§ Task directions:
Provide the number of lines in the entries below containing "HeavyAttack", with no further words.

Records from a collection
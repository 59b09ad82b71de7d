//! Тесты combo state machine.

#[cfg(test)]
mod tests {
    use crate::combo::ActionType::{HeavyAttack, LightAttack};
    use crate::combo::{
        ActionCue, ActionOutcome, ActionTree, ComboManager, ComboStatus, EmptyAction, NodeId,
        PauseAction, TickOutcome, TimedStrikeAction,
    };

    // Основной шаг: степень двойки. Decimal шаг проверяется отдельно
    const TICK: f32 = 0.125;
    const DECIMAL_TICK: f32 = 0.1;

    /// `[L]` (strike 0.25s, окно 0.5s) и `[L, L]` (те же тайминги)
    fn light_chain_manager() -> ComboManager {
        let mut tree = ActionTree::new();
        tree.register_combo(TimedStrikeAction::new("Light1", 0.25, 0.5), &[LightAttack])
            .unwrap();
        tree.register_combo(
            TimedStrikeAction::new("Light2", 0.25, 0.5),
            &[LightAttack, LightAttack],
        )
        .unwrap();
        ComboManager::new(tree)
    }

    fn tick_until_step_done(manager: &mut ComboManager) {
        for _ in 0..100 {
            if let TickOutcome::StepFinished { .. } = manager.tick(TICK) {
                return;
            }
        }
        panic!("step never finished");
    }

    fn assert_path_matches_buffer(manager: &ComboManager) {
        assert_eq!(
            manager.tree().path_to(manager.current()),
            manager.input_buffer().to_vec()
        );
    }

    #[test]
    fn test_new_manager_is_idle() {
        let mut manager = light_chain_manager();
        assert_eq!(manager.status(), ComboStatus::Idle);
        assert_eq!(manager.current(), NodeId::ROOT);
        assert!(manager.input_buffer().is_empty());
        assert_eq!(manager.tick(TICK), TickOutcome::Idle);
    }

    #[test]
    fn test_input_starts_step() {
        let mut manager = light_chain_manager();

        let outcome = manager.do_action(LightAttack);

        let light = manager.tree().resolve(&[LightAttack]).unwrap();
        assert_eq!(outcome, ActionOutcome::Advanced(light));
        assert_eq!(manager.status(), ComboStatus::RunningCombo);
        assert_eq!(manager.input_buffer(), &[LightAttack]);
        assert_path_matches_buffer(&manager);
    }

    #[test]
    fn test_busy_manager_drops_inputs() {
        let mut manager = light_chain_manager();
        manager.do_action(LightAttack);
        manager.tick(TICK); // 0.125 из 0.25

        let before = manager.snapshot();
        let current = manager.current();

        assert_eq!(manager.do_action(LightAttack), ActionOutcome::DroppedBusy);
        assert_eq!(manager.do_action(HeavyAttack), ActionOutcome::DroppedBusy);

        assert_eq!(manager.snapshot(), before);
        assert_eq!(manager.current(), current);
        assert!(manager.is_busy());
    }

    #[test]
    fn test_dead_end_from_idle_resets() {
        let mut tree = ActionTree::new();
        tree.register_combo(EmptyAction::default(), &[LightAttack]).unwrap();
        let mut manager = ComboManager::new(tree);

        assert_eq!(manager.do_action(HeavyAttack), ActionOutcome::Rejected);
        assert_eq!(manager.status(), ComboStatus::Idle);
        assert!(manager.input_buffer().is_empty());
        assert_eq!(manager.current(), NodeId::ROOT);

        // Повторный reject так же безвреден
        assert_eq!(manager.do_action(HeavyAttack), ActionOutcome::Rejected);
        assert_eq!(manager.status(), ComboStatus::Idle);
    }

    #[test]
    fn test_step_finishes_and_opens_window() {
        let mut manager = light_chain_manager();
        manager.do_action(LightAttack);

        assert_eq!(manager.tick(TICK), TickOutcome::Running);
        assert_eq!(manager.tick(TICK), TickOutcome::StepFinished { window: 0.5 });

        assert_eq!(manager.status(), ComboStatus::WaitingForNextComboInput);
        assert_eq!(manager.pending_window(), 0.5);
        assert_eq!(manager.input_buffer(), &[LightAttack]);
        assert!(manager.tree().node(manager.current()).is_done());
    }

    #[test]
    fn test_chain_within_window() {
        let mut manager = light_chain_manager();
        manager.do_action(LightAttack);
        tick_until_step_done(&mut manager);
        manager.tick(TICK); // окно ещё открыто (0.375 осталось)

        let outcome = manager.do_action(LightAttack);

        let light_light = manager.tree().resolve(&[LightAttack, LightAttack]).unwrap();
        assert_eq!(outcome, ActionOutcome::Advanced(light_light));
        assert_eq!(manager.current(), light_light);
        assert_eq!(manager.input_buffer(), &[LightAttack, LightAttack]);
        assert_eq!(manager.status(), ComboStatus::RunningCombo);
        assert_path_matches_buffer(&manager);
    }

    #[test]
    fn test_window_expiry_resets() {
        let mut tree = ActionTree::new();
        tree.register_combo(EmptyAction { input_window: 0.5 }, &[LightAttack])
            .unwrap();
        let mut manager = ComboManager::new(tree);

        manager.do_action(LightAttack);
        assert_eq!(manager.tick(TICK), TickOutcome::StepFinished { window: 0.5 });

        assert_eq!(manager.tick(TICK), TickOutcome::Waiting { remaining: 0.375 });
        assert_eq!(manager.tick(TICK), TickOutcome::Waiting { remaining: 0.25 });
        assert_eq!(manager.tick(TICK), TickOutcome::Waiting { remaining: 0.125 });
        assert_eq!(
            manager.status(),
            ComboStatus::WaitingForNextComboInput
        );

        assert_eq!(manager.tick(TICK), TickOutcome::WindowExpired);
        assert_eq!(manager.status(), ComboStatus::Idle);
        assert!(manager.input_buffer().is_empty());
        assert_eq!(manager.current(), NodeId::ROOT);
    }

    #[test]
    fn test_rejected_input_while_waiting_resets() {
        let mut manager = light_chain_manager();
        manager.do_action(LightAttack);
        tick_until_step_done(&mut manager);

        assert_eq!(manager.do_action(HeavyAttack), ActionOutcome::Rejected);
        assert_eq!(manager.status(), ComboStatus::Idle);
        assert!(manager.input_buffer().is_empty());
    }

    #[test]
    fn test_terminal_step_rejects_further_input() {
        let mut manager = light_chain_manager();
        manager.do_action(LightAttack);
        tick_until_step_done(&mut manager);
        manager.do_action(LightAttack);
        tick_until_step_done(&mut manager);

        // [L, L, L] не зарегистрирован
        assert_eq!(manager.do_action(LightAttack), ActionOutcome::Rejected);
        assert_eq!(manager.status(), ComboStatus::Idle);
    }

    #[test]
    fn test_reset_is_idempotent() {
        let mut manager = light_chain_manager();
        manager.do_action(LightAttack);
        manager.tick(TICK);

        manager.reset();
        let once = manager.snapshot();
        let current = manager.current();

        manager.reset();
        assert_eq!(manager.snapshot(), once);
        assert_eq!(manager.current(), current);
        assert_eq!(manager.status(), ComboStatus::Idle);
        assert_eq!(manager.current(), NodeId::ROOT);
    }

    #[test]
    fn test_reentered_step_restarts_timer() {
        let mut manager = light_chain_manager();
        manager.do_action(LightAttack);
        tick_until_step_done(&mut manager);
        manager.reset();

        manager.do_action(LightAttack);
        let light = manager.current();
        assert!(!manager.tree().node(light).is_done());
        assert_eq!(manager.tick(TICK), TickOutcome::Running);
        assert_eq!(manager.tick(TICK), TickOutcome::StepFinished { window: 0.5 });
    }

    #[test]
    fn test_pause_step_timing() {
        let mut tree = ActionTree::new();
        tree.register_combo(PauseAction::new(0.5, 1.0), &[HeavyAttack])
            .unwrap();
        let mut manager = ComboManager::new(tree);

        manager.do_action(HeavyAttack);
        for _ in 0..3 {
            assert_eq!(manager.tick(TICK), TickOutcome::Running);
        }
        assert_eq!(manager.tick(TICK), TickOutcome::StepFinished { window: 1.0 });
    }

    #[test]
    fn test_cues_are_buffered_until_drained() {
        let mut tree = ActionTree::new();
        tree.register_combo(
            TimedStrikeAction::new("Light1", 0.125, 0.5).with_active_flag("Attacking"),
            &[LightAttack],
        )
        .unwrap();
        let mut manager = ComboManager::new(tree);

        manager.do_action(LightAttack);
        manager.tick(TICK);

        let cues = manager.drain_cues();
        assert_eq!(
            cues,
            vec![
                ActionCue::Bool {
                    name: "Attacking".to_string(),
                    value: true
                },
                ActionCue::Bool {
                    name: "Attacking".to_string(),
                    value: false
                },
            ]
        );
        assert!(manager.drain_cues().is_empty());
    }

    #[test]
    fn test_window_expires_on_exact_tick_with_decimal_delta() {
        let mut tree = ActionTree::new();
        tree.register_combo(EmptyAction { input_window: 0.5 }, &[LightAttack])
            .unwrap();
        let mut manager = ComboManager::new(tree);

        manager.do_action(LightAttack);
        assert_eq!(
            manager.tick(DECIMAL_TICK),
            TickOutcome::StepFinished { window: 0.5 }
        );

        // 0.5 - 0.1 × 5 в f32 оставляет ~1.5e-8, окно всё равно закрывается на 5-м тике
        for tick in 1..=4 {
            assert!(
                matches!(manager.tick(DECIMAL_TICK), TickOutcome::Waiting { .. }),
                "window closed early on tick {}",
                tick
            );
        }
        assert_eq!(manager.tick(DECIMAL_TICK), TickOutcome::WindowExpired);
        assert_eq!(manager.status(), ComboStatus::Idle);
    }

    #[test]
    fn test_step_timers_finish_on_exact_tick_with_decimal_delta() {
        let mut tree = ActionTree::new();
        tree.register_combo(TimedStrikeAction::new("Light1", 0.3, 0.5), &[LightAttack])
            .unwrap();
        tree.register_combo(PauseAction::new(0.3, 0.5), &[HeavyAttack])
            .unwrap();
        let mut manager = ComboManager::new(tree);

        for action in [LightAttack, HeavyAttack] {
            manager.reset();
            manager.do_action(action);
            assert_eq!(manager.tick(DECIMAL_TICK), TickOutcome::Running);
            assert_eq!(manager.tick(DECIMAL_TICK), TickOutcome::Running);
            assert_eq!(
                manager.tick(DECIMAL_TICK),
                TickOutcome::StepFinished { window: 0.5 },
                "{} step must finish on tick 3",
                action
            );
        }
    }
}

§ Exercise output:
9